What you have to do —
Where a line in the records below includes "ShingleMode", pull that line out.
----------------------------------------
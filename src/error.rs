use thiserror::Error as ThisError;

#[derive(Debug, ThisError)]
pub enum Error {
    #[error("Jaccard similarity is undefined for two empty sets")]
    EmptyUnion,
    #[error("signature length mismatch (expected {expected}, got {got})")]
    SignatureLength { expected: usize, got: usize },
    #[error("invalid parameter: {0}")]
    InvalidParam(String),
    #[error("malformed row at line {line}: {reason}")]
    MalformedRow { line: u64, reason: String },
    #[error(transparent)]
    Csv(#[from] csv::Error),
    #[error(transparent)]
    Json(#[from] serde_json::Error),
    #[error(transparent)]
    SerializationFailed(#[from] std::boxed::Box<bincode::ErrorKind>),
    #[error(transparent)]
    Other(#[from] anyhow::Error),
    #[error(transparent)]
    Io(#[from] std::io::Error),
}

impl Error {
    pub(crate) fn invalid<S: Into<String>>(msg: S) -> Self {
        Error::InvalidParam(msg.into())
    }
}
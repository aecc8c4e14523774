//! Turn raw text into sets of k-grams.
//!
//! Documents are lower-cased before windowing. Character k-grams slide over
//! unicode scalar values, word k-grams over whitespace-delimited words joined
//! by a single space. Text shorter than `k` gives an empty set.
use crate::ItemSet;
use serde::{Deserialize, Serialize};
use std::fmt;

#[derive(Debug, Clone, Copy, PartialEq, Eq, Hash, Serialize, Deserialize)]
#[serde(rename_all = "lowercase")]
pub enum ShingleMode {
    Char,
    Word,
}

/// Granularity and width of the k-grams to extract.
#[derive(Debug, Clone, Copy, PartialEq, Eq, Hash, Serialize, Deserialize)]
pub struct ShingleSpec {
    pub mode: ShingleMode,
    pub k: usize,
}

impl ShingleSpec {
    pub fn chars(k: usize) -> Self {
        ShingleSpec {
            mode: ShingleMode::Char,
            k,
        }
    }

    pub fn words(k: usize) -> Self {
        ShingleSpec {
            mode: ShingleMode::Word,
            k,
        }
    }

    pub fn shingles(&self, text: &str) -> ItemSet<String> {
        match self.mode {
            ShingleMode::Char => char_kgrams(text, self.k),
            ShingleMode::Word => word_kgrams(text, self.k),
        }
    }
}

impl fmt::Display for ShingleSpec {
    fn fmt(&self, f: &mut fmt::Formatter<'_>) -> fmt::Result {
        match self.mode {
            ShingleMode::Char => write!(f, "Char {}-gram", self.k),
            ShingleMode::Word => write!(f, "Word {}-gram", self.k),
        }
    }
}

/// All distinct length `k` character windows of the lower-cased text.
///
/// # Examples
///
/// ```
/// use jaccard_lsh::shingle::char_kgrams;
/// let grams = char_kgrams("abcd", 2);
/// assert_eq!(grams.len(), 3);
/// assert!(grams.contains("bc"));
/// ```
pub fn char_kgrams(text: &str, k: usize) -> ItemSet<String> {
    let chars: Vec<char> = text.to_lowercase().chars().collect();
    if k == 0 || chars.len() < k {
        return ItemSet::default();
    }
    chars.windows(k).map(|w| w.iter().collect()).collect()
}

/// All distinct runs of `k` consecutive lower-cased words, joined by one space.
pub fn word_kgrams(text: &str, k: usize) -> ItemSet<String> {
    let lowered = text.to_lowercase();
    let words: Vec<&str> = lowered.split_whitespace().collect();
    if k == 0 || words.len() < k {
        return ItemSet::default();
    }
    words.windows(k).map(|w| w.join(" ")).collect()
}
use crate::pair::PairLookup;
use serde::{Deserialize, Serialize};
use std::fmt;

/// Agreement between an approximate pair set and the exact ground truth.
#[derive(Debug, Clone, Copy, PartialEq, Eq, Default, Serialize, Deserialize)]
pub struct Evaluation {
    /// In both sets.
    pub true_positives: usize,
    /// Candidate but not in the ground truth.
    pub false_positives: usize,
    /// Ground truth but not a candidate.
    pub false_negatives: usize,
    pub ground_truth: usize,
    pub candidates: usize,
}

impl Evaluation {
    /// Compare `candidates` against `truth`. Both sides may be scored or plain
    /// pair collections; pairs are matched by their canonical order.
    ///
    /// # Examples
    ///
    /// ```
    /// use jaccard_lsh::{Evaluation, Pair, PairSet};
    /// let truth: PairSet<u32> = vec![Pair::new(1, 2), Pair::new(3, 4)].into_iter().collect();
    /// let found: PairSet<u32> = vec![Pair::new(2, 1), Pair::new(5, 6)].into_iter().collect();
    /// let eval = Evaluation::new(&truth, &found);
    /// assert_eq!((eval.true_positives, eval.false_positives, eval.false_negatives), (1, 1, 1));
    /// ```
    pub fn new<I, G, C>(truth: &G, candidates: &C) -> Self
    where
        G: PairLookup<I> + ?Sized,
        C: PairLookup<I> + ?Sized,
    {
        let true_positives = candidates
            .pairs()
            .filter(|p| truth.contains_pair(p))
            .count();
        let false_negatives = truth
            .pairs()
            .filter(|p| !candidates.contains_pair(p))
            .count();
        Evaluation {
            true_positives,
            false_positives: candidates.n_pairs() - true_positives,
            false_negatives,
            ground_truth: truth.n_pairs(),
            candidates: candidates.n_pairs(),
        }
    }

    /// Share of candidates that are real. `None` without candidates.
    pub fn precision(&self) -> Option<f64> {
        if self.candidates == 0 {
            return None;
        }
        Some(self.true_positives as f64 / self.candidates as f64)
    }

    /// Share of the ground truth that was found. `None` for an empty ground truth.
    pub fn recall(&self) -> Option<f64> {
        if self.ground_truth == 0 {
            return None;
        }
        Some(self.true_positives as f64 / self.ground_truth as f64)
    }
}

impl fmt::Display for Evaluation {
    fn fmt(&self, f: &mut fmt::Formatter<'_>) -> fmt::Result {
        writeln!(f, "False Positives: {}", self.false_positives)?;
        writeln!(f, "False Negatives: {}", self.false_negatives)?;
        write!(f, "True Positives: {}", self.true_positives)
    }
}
----------------------------------------
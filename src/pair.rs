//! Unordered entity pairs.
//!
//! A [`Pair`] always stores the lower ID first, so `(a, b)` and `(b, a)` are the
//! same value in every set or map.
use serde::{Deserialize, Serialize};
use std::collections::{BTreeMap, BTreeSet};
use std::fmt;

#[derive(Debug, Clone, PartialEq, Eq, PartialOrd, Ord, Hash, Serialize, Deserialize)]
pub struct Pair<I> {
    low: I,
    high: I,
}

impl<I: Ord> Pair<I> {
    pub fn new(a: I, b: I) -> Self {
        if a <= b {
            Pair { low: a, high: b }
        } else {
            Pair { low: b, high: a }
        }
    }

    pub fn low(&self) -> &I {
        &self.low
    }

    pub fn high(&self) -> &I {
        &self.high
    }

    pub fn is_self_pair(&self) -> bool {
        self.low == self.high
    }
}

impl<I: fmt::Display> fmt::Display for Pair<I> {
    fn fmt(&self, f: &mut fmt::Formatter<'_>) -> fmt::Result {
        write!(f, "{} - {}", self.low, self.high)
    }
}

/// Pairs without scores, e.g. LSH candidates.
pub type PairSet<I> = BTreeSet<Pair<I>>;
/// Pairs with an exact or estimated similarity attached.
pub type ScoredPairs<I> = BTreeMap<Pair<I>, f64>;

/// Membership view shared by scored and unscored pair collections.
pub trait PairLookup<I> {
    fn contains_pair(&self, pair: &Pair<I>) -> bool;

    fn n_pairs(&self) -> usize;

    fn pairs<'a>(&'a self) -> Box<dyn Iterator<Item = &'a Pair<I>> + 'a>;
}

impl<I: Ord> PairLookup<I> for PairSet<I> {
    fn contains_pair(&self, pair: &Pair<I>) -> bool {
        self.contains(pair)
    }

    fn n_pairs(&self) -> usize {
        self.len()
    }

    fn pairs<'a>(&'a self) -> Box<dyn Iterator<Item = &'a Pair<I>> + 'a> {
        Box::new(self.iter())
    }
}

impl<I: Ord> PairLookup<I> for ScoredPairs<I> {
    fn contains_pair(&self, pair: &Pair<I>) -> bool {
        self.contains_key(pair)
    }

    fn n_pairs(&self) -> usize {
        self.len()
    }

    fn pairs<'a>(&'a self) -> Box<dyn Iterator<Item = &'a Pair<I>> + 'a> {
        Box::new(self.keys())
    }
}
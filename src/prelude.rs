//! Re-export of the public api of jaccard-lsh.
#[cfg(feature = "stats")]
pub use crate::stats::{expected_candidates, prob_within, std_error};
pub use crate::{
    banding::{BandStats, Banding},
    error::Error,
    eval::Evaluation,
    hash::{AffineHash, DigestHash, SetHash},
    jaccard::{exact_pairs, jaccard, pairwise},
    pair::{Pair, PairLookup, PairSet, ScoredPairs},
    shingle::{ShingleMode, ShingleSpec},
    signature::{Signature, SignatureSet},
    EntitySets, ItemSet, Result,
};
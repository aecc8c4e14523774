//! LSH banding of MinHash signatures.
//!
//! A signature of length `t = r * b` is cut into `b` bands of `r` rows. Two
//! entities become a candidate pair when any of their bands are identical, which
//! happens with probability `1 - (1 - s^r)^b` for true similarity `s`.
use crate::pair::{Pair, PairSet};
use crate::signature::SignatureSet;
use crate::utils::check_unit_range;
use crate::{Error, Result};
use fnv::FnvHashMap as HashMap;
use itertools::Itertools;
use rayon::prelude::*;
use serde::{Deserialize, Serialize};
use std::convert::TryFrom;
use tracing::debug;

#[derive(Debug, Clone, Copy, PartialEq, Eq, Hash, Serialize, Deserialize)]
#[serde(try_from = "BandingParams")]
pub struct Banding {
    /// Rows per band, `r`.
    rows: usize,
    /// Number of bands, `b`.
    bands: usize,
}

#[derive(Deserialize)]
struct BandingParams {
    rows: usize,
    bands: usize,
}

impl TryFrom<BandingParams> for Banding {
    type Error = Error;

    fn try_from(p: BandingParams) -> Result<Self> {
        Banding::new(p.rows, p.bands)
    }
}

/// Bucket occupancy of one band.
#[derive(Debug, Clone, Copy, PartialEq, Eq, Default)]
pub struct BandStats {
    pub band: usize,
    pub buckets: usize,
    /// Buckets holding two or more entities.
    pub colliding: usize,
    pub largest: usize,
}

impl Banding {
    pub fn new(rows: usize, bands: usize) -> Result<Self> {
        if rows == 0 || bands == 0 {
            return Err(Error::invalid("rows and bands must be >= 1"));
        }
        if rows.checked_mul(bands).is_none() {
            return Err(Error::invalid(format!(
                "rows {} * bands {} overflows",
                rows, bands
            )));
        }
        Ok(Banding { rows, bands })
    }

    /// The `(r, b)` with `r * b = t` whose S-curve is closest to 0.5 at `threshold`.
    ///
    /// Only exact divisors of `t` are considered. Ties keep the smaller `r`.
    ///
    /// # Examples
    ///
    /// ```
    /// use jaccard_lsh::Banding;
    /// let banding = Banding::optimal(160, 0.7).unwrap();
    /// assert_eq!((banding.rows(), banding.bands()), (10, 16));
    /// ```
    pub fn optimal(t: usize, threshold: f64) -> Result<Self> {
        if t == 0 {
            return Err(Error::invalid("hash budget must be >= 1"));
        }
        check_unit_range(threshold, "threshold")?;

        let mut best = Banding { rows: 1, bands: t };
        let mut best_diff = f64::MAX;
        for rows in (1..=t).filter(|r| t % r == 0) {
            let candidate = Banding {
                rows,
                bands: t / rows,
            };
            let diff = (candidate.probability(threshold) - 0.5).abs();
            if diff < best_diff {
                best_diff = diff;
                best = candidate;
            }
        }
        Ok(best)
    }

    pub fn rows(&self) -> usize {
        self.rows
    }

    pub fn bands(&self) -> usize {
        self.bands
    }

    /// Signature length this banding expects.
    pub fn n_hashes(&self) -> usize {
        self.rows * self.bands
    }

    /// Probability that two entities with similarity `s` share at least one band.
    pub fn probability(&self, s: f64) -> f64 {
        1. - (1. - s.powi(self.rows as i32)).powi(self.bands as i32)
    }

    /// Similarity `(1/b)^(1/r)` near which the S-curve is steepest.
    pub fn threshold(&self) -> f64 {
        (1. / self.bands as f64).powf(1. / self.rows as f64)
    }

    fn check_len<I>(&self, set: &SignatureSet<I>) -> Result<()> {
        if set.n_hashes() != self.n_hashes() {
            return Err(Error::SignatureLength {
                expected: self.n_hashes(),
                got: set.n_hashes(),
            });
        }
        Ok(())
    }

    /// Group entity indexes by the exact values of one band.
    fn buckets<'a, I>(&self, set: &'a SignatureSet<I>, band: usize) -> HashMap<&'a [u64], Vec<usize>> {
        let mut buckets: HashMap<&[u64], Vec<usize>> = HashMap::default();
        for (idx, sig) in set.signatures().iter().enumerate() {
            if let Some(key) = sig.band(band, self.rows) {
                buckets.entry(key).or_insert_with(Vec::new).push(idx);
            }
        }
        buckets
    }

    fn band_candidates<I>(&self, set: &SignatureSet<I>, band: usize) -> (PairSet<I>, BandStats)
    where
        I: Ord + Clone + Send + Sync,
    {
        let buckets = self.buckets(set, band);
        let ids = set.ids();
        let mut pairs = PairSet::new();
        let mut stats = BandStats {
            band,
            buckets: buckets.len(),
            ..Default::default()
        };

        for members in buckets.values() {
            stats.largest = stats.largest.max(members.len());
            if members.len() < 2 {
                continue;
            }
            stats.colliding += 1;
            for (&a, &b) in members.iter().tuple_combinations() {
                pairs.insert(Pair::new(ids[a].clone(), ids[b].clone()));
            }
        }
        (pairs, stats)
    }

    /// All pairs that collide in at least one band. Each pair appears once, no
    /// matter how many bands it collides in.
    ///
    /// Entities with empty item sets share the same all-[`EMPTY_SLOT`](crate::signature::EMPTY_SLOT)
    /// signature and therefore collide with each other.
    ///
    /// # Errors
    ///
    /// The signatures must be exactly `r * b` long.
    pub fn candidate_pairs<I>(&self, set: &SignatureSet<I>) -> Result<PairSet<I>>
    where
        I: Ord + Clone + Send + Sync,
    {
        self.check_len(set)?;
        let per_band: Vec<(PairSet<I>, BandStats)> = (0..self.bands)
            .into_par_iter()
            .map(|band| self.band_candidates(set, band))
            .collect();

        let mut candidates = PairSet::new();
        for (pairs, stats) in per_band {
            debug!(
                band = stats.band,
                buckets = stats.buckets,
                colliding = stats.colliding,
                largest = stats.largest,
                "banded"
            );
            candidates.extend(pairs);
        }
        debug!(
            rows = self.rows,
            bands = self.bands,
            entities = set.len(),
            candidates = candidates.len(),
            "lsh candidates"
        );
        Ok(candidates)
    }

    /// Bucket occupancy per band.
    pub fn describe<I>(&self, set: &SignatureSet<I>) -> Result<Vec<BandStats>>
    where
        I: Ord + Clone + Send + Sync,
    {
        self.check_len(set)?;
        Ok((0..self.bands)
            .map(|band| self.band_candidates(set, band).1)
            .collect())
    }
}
----------------------------------------
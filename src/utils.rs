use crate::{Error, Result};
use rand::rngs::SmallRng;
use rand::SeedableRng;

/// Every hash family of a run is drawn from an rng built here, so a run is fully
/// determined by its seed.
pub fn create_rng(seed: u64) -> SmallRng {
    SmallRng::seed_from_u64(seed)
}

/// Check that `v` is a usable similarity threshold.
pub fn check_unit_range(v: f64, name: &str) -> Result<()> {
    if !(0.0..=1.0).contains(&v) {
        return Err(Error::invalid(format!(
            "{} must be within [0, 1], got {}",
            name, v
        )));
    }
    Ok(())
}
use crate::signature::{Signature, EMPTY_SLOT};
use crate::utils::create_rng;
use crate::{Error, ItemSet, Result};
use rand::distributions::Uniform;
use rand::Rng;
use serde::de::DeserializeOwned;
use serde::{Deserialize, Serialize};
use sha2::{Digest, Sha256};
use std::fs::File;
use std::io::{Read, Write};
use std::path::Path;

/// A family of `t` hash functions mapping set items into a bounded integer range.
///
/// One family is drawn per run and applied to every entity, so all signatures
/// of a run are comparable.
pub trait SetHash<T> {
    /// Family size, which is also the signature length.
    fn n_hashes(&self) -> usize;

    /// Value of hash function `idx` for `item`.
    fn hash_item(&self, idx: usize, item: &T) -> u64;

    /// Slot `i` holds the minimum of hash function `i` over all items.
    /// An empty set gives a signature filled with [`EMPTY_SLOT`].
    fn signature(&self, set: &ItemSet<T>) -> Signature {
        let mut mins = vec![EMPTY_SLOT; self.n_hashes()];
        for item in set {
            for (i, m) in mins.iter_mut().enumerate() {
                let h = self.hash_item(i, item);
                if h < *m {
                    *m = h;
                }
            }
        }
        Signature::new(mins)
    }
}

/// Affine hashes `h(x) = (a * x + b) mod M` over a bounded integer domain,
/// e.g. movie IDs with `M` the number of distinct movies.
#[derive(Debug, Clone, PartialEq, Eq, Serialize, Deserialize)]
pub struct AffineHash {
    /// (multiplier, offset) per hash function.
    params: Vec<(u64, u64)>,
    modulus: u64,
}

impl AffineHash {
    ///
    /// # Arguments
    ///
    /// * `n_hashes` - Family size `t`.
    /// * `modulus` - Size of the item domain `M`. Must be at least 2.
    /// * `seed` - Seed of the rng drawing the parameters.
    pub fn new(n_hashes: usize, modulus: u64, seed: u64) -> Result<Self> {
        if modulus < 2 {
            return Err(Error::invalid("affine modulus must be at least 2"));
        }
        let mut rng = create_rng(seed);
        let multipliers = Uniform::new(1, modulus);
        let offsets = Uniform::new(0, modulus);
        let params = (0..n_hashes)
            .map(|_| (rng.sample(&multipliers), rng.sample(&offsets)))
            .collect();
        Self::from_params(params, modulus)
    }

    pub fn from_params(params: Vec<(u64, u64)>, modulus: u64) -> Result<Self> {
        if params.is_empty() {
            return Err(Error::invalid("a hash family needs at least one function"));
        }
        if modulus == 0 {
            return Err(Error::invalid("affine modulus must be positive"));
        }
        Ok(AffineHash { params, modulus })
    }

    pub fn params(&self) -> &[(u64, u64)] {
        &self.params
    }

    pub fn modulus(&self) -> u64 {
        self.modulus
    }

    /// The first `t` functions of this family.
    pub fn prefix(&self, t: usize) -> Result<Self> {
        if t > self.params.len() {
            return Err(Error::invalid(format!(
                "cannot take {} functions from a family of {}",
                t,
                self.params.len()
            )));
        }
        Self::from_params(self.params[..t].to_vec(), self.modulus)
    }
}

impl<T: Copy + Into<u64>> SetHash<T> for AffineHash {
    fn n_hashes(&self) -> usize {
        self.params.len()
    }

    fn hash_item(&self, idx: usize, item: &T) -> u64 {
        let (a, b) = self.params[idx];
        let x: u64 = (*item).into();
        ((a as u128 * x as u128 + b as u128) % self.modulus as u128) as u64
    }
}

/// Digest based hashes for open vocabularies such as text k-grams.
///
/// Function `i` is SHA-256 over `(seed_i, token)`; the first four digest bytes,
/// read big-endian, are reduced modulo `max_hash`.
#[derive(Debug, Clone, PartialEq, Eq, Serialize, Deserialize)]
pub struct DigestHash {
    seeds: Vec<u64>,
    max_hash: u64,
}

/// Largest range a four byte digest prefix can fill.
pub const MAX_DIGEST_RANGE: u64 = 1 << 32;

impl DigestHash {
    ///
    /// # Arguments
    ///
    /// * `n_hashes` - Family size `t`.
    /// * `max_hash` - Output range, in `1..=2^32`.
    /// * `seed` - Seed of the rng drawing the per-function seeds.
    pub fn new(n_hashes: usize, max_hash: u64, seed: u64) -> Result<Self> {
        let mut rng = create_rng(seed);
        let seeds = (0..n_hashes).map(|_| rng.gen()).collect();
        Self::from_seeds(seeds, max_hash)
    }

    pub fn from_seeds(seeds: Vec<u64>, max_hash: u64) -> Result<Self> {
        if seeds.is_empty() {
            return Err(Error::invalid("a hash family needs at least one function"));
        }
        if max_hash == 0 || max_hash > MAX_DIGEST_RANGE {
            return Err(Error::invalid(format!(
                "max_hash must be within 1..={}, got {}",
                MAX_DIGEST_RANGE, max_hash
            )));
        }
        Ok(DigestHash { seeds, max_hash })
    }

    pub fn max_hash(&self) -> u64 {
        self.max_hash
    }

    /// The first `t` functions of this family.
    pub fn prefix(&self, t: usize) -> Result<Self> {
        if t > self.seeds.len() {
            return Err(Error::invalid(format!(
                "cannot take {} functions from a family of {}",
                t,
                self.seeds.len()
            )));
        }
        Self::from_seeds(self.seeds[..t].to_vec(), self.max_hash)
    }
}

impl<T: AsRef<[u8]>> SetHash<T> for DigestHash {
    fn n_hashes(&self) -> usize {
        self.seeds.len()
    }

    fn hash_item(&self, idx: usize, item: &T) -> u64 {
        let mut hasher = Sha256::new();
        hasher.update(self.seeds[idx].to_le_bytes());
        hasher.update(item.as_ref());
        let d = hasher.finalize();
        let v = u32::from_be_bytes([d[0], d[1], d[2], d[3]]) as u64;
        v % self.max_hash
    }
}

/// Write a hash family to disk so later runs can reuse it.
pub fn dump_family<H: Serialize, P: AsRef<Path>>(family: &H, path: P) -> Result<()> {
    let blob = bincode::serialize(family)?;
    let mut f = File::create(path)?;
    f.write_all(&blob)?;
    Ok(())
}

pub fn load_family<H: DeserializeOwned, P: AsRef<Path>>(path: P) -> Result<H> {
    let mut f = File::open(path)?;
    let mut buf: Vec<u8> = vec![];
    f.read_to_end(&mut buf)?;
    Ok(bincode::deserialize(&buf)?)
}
----------------------------------------
Response area —
pub enum ShingleMode {
    pub mode: ShingleMode,
            mode: ShingleMode::Char,
            mode: ShingleMode::Word,
            ShingleMode::Char => char_kgrams(text, self.k),
            ShingleMode::Word => word_kgrams(text, self.k),
            ShingleMode::Char => write!(f, "Char {}-gram", self.k),
            ShingleMode::Word => write!(f, "Word {}-gram", self.k),
    shingle::{ShingleMode, ShingleSpec},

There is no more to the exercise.